On this day one hundred years ago, San Francisco was almost completely destroyed by a massive earthquake. This earthquake was no little shaker; at a magnitude 7.9 (the most recent estimate.... I'm not even sure if they use the Richter scale anymore), the epicenter sat two miles into the ocean off Ocean Beach near Lake Merced. Brick buildings crumbled everywhere (and hence we learned our mistake: not so many brick buildings in California anymore), and landfill-covered chunks of land that used to be part of the bay upchucked and swallowed foundations whole. It wasn't just the earthquake, though: a massive fire came through and destroyed everything that we think of as downtown.... the entire northeastern quadrant of the city burned to the ground.

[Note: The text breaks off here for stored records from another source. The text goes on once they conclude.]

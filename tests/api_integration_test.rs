//! Integration tests for the HTTP API
//!
//! The router is driven in-process with `tower::ServiceExt::oneshot`;
//! the analyze endpoint uses a mock resolver and the download proxy
//! talks to a wiremock upstream.
//!
//! Run with: cargo test --test api_integration_test

mod common;
mod mocks;

use axum::http::header::{CACHE_CONTROL, CONTENT_DISPOSITION, CONTENT_LENGTH, CONTENT_TYPE};
use axum::http::StatusCode;
use common::{body_bytes, body_json, get, test_router};
use mocks::MockResolver;
use pretty_assertions::assert_eq;
use std::sync::Arc;
use wiremock::matchers::{header, method, path};
use wiremock::{Mock, MockServer, ResponseTemplate};

fn encode(value: &str) -> String {
    urlencoding::encode(value).into_owned()
}

// ==================== /api/ig/analyze ====================

#[tokio::test]
async fn test_analyze_missing_url_is_bad_request() {
    let resolver = Arc::new(MockResolver::carousel());
    let response = get(test_router(resolver.clone()), "/api/ig/analyze").await;

    assert_eq!(response.status(), StatusCode::BAD_REQUEST);
    let body = body_json(response).await;
    assert_eq!(body["message"], "Not a valid Instagram share link.");
    assert_eq!(resolver.calls(), 0);
}

#[tokio::test]
async fn test_analyze_rejects_non_instagram_link() {
    let resolver = Arc::new(MockResolver::carousel());
    let uri = format!("/api/ig/analyze?url={}", encode("https://example.com/p/abc/"));
    let response = get(test_router(resolver.clone()), &uri).await;

    assert_eq!(response.status(), StatusCode::BAD_REQUEST);
    let body = body_json(response).await;
    assert_eq!(body["message"], "Not a valid Instagram share link.");
    assert_eq!(resolver.calls(), 0);
}

#[tokio::test]
async fn test_analyze_returns_resources_with_preview_urls() {
    let resolver = Arc::new(MockResolver::carousel());
    let link = "https://www.instagram.com/p/CAR1/?igsh=abc";
    let uri = format!("/api/ig/analyze?url={}", encode(link));
    let response = get(test_router(resolver.clone()), &uri).await;

    assert_eq!(response.status(), StatusCode::OK);
    assert_eq!(resolver.calls(), 1);
    assert_eq!(resolver.last_url().as_deref(), Some(link));

    let body = body_json(response).await;
    let data = body["data"].as_array().expect("data array");
    assert_eq!(data.len(), 2);

    assert_eq!(data[0]["filename"], "user_CAR1_1.jpg");
    assert_eq!(data[0]["type"], "image");
    assert_eq!(data[0]["width"], 1080);
    assert_eq!(data[0]["height"], 1350);
    assert_eq!(data[0]["url"], "https://scontent-lax3-1.cdninstagram.com/v/1.jpg");
    assert_eq!(
        data[0]["preview_url"],
        "https://scontent--lax3--1-cdninstagram-com.translate.goog/v/1.jpg"
    );

    assert_eq!(data[1]["type"], "video");
    assert_eq!(data[1]["filename"], "user_CAR1_2.mp4");
}

#[tokio::test]
async fn test_analyze_repeated_url_uses_first_value() {
    let resolver = Arc::new(MockResolver::carousel());
    let link = "https://www.instagram.com/p/abc/";
    let uri = format!("/api/ig/analyze?url={}&url=x", encode(link));
    let response = get(test_router(resolver.clone()), &uri).await;

    assert_eq!(response.status(), StatusCode::OK);
    assert_eq!(resolver.calls(), 1);
    assert_eq!(resolver.last_url().as_deref(), Some(link));
}

#[tokio::test]
async fn test_analyze_repeated_invalid_url_is_json_error() {
    let resolver = Arc::new(MockResolver::carousel());
    let uri = format!("/api/ig/analyze?url=x&url={}", encode("https://www.instagram.com/p/abc/"));
    let response = get(test_router(resolver.clone()), &uri).await;

    assert_eq!(response.status(), StatusCode::BAD_REQUEST);
    assert_eq!(body_json(response).await["message"], "Not a valid Instagram share link.");
    assert_eq!(resolver.calls(), 0);
}

#[tokio::test]
async fn test_analyze_empty_result_is_ok() {
    let resolver = Arc::new(MockResolver::returning(Vec::new()));
    let uri = format!("/api/ig/analyze?url={}", encode("https://instagram.com/reel/xyz"));
    let response = get(test_router(resolver), &uri).await;

    assert_eq!(response.status(), StatusCode::OK);
    let body = body_json(response).await;
    assert_eq!(body["data"], serde_json::json!([]));
}

#[tokio::test]
async fn test_analyze_resolver_failure_is_server_error() {
    let resolver = Arc::new(MockResolver::failing("Request failed with status code 429"));
    let uri = format!("/api/ig/analyze?url={}", encode("https://www.instagram.com/tv/abc/"));
    let response = get(test_router(resolver), &uri).await;

    assert_eq!(response.status(), StatusCode::INTERNAL_SERVER_ERROR);
    let body = body_json(response).await;
    assert_eq!(body["message"], "Request failed with status code 429");
}

// ==================== /api/download ====================

#[tokio::test]
async fn test_download_streams_with_attachment_headers() {
    let upstream = MockServer::start().await;
    let payload = vec![7u8; 4096];
    Mock::given(method("GET"))
        .and(path("/clip.mp4"))
        .and(header("user-agent", "instagram-downloader/1.0"))
        .respond_with(
            ResponseTemplate::new(200)
                .insert_header("content-type", "video/mp4")
                .set_body_bytes(payload.clone()),
        )
        .expect(1)
        .mount(&upstream)
        .await;

    let uri = format!(
        "/api/download?url={}&filename={}",
        encode(&format!("{}/clip.mp4", upstream.uri())),
        encode("My Clip?.mp4")
    );
    let response = get(test_router(Arc::new(MockResolver::carousel())), &uri).await;

    assert_eq!(response.status(), StatusCode::OK);
    let headers = response.headers().clone();
    assert_eq!(headers[CONTENT_TYPE], "video/mp4");
    assert_eq!(headers[CONTENT_LENGTH], "4096");
    assert_eq!(headers[CACHE_CONTROL], "no-store");
    assert_eq!(
        headers[CONTENT_DISPOSITION],
        "attachment; filename=\"My Clip_.mp4\"; filename*=UTF-8''My%20Clip_.mp4"
    );

    assert_eq!(body_bytes(response).await, payload);
}

#[tokio::test]
async fn test_download_defaults_filename() {
    let upstream = MockServer::start().await;
    Mock::given(method("GET"))
        .and(path("/a.jpg"))
        .respond_with(ResponseTemplate::new(200).set_body_bytes(b"jpeg".to_vec()))
        .mount(&upstream)
        .await;

    let uri = format!("/api/download?url={}", encode(&format!("{}/a.jpg", upstream.uri())));
    let response = get(test_router(Arc::new(MockResolver::carousel())), &uri).await;

    assert_eq!(response.status(), StatusCode::OK);
    assert_eq!(
        response.headers()[CONTENT_DISPOSITION],
        "attachment; filename=\"download\"; filename*=UTF-8''download"
    );
}

#[tokio::test]
async fn test_download_empty_filename_falls_back() {
    let upstream = MockServer::start().await;
    Mock::given(method("GET"))
        .and(path("/a.jpg"))
        .respond_with(ResponseTemplate::new(200).set_body_bytes(b"jpeg".to_vec()))
        .mount(&upstream)
        .await;

    let uri = format!(
        "/api/download?url={}&filename=",
        encode(&format!("{}/a.jpg", upstream.uri()))
    );
    let response = get(test_router(Arc::new(MockResolver::carousel())), &uri).await;

    assert_eq!(response.status(), StatusCode::OK);
    assert_eq!(
        response.headers()[CONTENT_DISPOSITION],
        "attachment; filename=\"download\"; filename*=UTF-8''download"
    );
}

#[tokio::test]
async fn test_download_repeated_filename_uses_first_value() {
    let upstream = MockServer::start().await;
    Mock::given(method("GET"))
        .and(path("/a.jpg"))
        .respond_with(ResponseTemplate::new(200).set_body_bytes(b"jpeg".to_vec()))
        .mount(&upstream)
        .await;

    let uri = format!(
        "/api/download?url={}&filename=first.jpg&filename=second.jpg",
        encode(&format!("{}/a.jpg", upstream.uri()))
    );
    let response = get(test_router(Arc::new(MockResolver::carousel())), &uri).await;

    assert_eq!(response.status(), StatusCode::OK);
    assert_eq!(
        response.headers()[CONTENT_DISPOSITION],
        "attachment; filename=\"first.jpg\"; filename*=UTF-8''first.jpg"
    );
}

#[tokio::test]
async fn test_download_non_ascii_filename() {
    let upstream = MockServer::start().await;
    Mock::given(method("GET"))
        .respond_with(ResponseTemplate::new(200).set_body_bytes(b"x".to_vec()))
        .mount(&upstream)
        .await;

    let uri = format!(
        "/api/download?url={}&filename={}",
        encode(&format!("{}/f", upstream.uri())),
        encode("фото.jpg")
    );
    let response = get(test_router(Arc::new(MockResolver::carousel())), &uri).await;

    assert_eq!(response.status(), StatusCode::OK);
    let disposition = response.headers()[CONTENT_DISPOSITION].as_bytes().to_vec();
    let disposition = String::from_utf8(disposition).unwrap();
    assert!(disposition.ends_with("filename*=UTF-8''%D1%84%D0%BE%D1%82%D0%BE.jpg"));
}

#[tokio::test]
async fn test_download_follows_redirects() {
    let upstream = MockServer::start().await;
    Mock::given(method("GET"))
        .and(path("/old"))
        .respond_with(ResponseTemplate::new(302).insert_header("location", format!("{}/new", upstream.uri())))
        .mount(&upstream)
        .await;
    Mock::given(method("GET"))
        .and(path("/new"))
        .respond_with(ResponseTemplate::new(200).set_body_bytes(b"moved".to_vec()))
        .mount(&upstream)
        .await;

    let uri = format!("/api/download?url={}", encode(&format!("{}/old", upstream.uri())));
    let response = get(test_router(Arc::new(MockResolver::carousel())), &uri).await;

    assert_eq!(response.status(), StatusCode::OK);
    assert_eq!(body_bytes(response).await, b"moved".to_vec());
}

#[tokio::test]
async fn test_download_upstream_error_status_is_bad_gateway() {
    let upstream = MockServer::start().await;
    Mock::given(method("GET"))
        .respond_with(ResponseTemplate::new(404))
        .mount(&upstream)
        .await;

    let uri = format!("/api/download?url={}", encode(&format!("{}/gone.jpg", upstream.uri())));
    let response = get(test_router(Arc::new(MockResolver::carousel())), &uri).await;

    assert_eq!(response.status(), StatusCode::BAD_GATEWAY);
    let body = body_json(response).await;
    assert_eq!(body["message"], "Upstream error: 404");
}

#[tokio::test]
async fn test_download_upstream_without_body_is_bad_gateway() {
    let upstream = MockServer::start().await;
    Mock::given(method("GET"))
        .respond_with(ResponseTemplate::new(204))
        .mount(&upstream)
        .await;

    let uri = format!("/api/download?url={}", encode(&format!("{}/empty", upstream.uri())));
    let response = get(test_router(Arc::new(MockResolver::carousel())), &uri).await;

    assert_eq!(response.status(), StatusCode::BAD_GATEWAY);
    let body = body_json(response).await;
    assert_eq!(body["message"], "Upstream error: 204");
}

#[tokio::test]
async fn test_download_unreachable_upstream_is_bad_gateway() {
    // Grab a free port, then release it so nothing is listening there
    let port = {
        let listener = std::net::TcpListener::bind("127.0.0.1:0").unwrap();
        listener.local_addr().unwrap().port()
    };

    let uri = format!("/api/download?url={}", encode(&format!("http://127.0.0.1:{}/x", port)));
    let response = get(test_router(Arc::new(MockResolver::carousel())), &uri).await;

    assert_eq!(response.status(), StatusCode::BAD_GATEWAY);
    let body = body_json(response).await;
    let message = body["message"].as_str().unwrap();
    assert!(message.starts_with("Upstream error: "), "got {}", message);
}

#[tokio::test]
async fn test_download_validation_errors() {
    let router = || test_router(Arc::new(MockResolver::carousel()));

    let response = get(router(), "/api/download").await;
    assert_eq!(response.status(), StatusCode::BAD_REQUEST);
    assert_eq!(body_json(response).await["message"], "Missing url");

    let response = get(router(), "/api/download?url=not%20a%20url").await;
    assert_eq!(response.status(), StatusCode::BAD_REQUEST);
    assert_eq!(body_json(response).await["message"], "Invalid url");

    let uri = format!("/api/download?url={}", encode("ftp://host/file"));
    let response = get(router(), &uri).await;
    assert_eq!(response.status(), StatusCode::BAD_REQUEST);
    assert_eq!(body_json(response).await["message"], "Unsupported protocol");

    let uri = format!("/api/download?url={}&filename=a&filename=b", encode("ftp://h/f"));
    let response = get(router(), &uri).await;
    assert_eq!(response.status(), StatusCode::BAD_REQUEST);
    assert_eq!(body_json(response).await["message"], "Unsupported protocol");
}

// ==================== Misc endpoints ====================

#[tokio::test]
async fn test_index_page_is_served() {
    let response = get(test_router(Arc::new(MockResolver::carousel())), "/").await;

    assert_eq!(response.status(), StatusCode::OK);
    let html = String::from_utf8(body_bytes(response).await).unwrap();
    assert!(html.contains("/api/ig/analyze"));
    assert!(html.contains("/api/download"));
}

#[tokio::test]
async fn test_health_and_metrics() {
    igdl::core::metrics::init_metrics();

    let response = get(test_router(Arc::new(MockResolver::carousel())), "/health").await;
    assert_eq!(response.status(), StatusCode::OK);
    assert_eq!(body_bytes(response).await, b"ok".to_vec());

    let response = get(test_router(Arc::new(MockResolver::carousel())), "/metrics").await;
    assert_eq!(response.status(), StatusCode::OK);
    let text = String::from_utf8(body_bytes(response).await).unwrap();
    assert!(text.contains("igdl_analyze_requests_total"));
}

Having experienced a 6.9 earthquake ten miles from its epicenter in 1989 (which, no matter how much they downplay it lately, was a huge m-f-ing earthquake, in its path wiping out all of downtown Santa Cruz for instance), I can tell you that a 7.9 back when buildings were unstable was probably quite an event.... unlike anything seen since then (unless you were in Anchorage in March of 1964; their 9.2 earthquake is the second largest recorded in modern history). In 1989, my house lost a chimney, a big brick hearth, and a window or two. The land splits apart (in some places) and wobbles, and you can hear the corners of the building you're in crack and whine. Aftershocks are pretty intense too. Pretty trippy. I'm in the camp that finds earthquakes more exhilerating than terrifying, but I don't wish any of the destruction or death that comes with them.

The 1906 Earthquake is quite a big deal to San Franciscans, because it still weighs heavily on their minds. It's interesting: in New York City, older buildings are heralded as being "pre-war"; in San Francisco, the older buildings (and usually the most beautiful) are "pre-earthquake". Of course in New York, the buildings weren't destroyed by a war.

I always assumed that I'd be in San Francisco for the centennial celebration of the 1906 quake. For past years they haul out the few really old grannies who were one or two years old during the quake, and have them ring a bell or something at 5:12 am to commemorate the event. Apparently there's a big party in the city today to celebrate the centennial, and it's a bummer that I'm not there to join in, being such a lover of all things San Francisco.... now, having taken a 90° turn, I've ended up on the other side of the country where earhthquakes sound scarier to people than hurricanes or tornadoes.

On a related note, I've been meaning to read 1906 since it came out two years ago, just for the hell of it. It has the potential to be trashy, but it's nice to see San Francisco treated right in the realm of fictional storytelling, other than in some crappy tv shows that shall remain unnamed. They have yet to make a stand-out movie about the 1906 earthquake (correct me if I'm wrong).... it could make an awesome Titanic-style epic...! Are you listening, producers? I'll write it for you.

The view down Sacramento Street (again: my old neighborhood!) toward what is Chinatown today.
People stand next to eviscerated buildings and causally watch as the fire races up Nob Hill.
Needless to say, none of these buildings are standing anymore.

1 comment:

Writeprocrastinator said...

You can relive the entire event on the Chronicle's SFGate page.


I caught most of everything, up to the moment of silence and in my opinion, you didn't miss too much. The best parts were the period costumes, classic cars and the horse-drawn carriages.

The crowd was very civilizied *once they were in place,* but everyone was packed in like sardines and I caught the rest on TV.

James Dallesandro did have "1906" optioned just after the success of "Titannic" and he even got to right the screenplay, but nothing came of it other than him getting to use that as a selling point for his screenwriting class for the Learning Annex.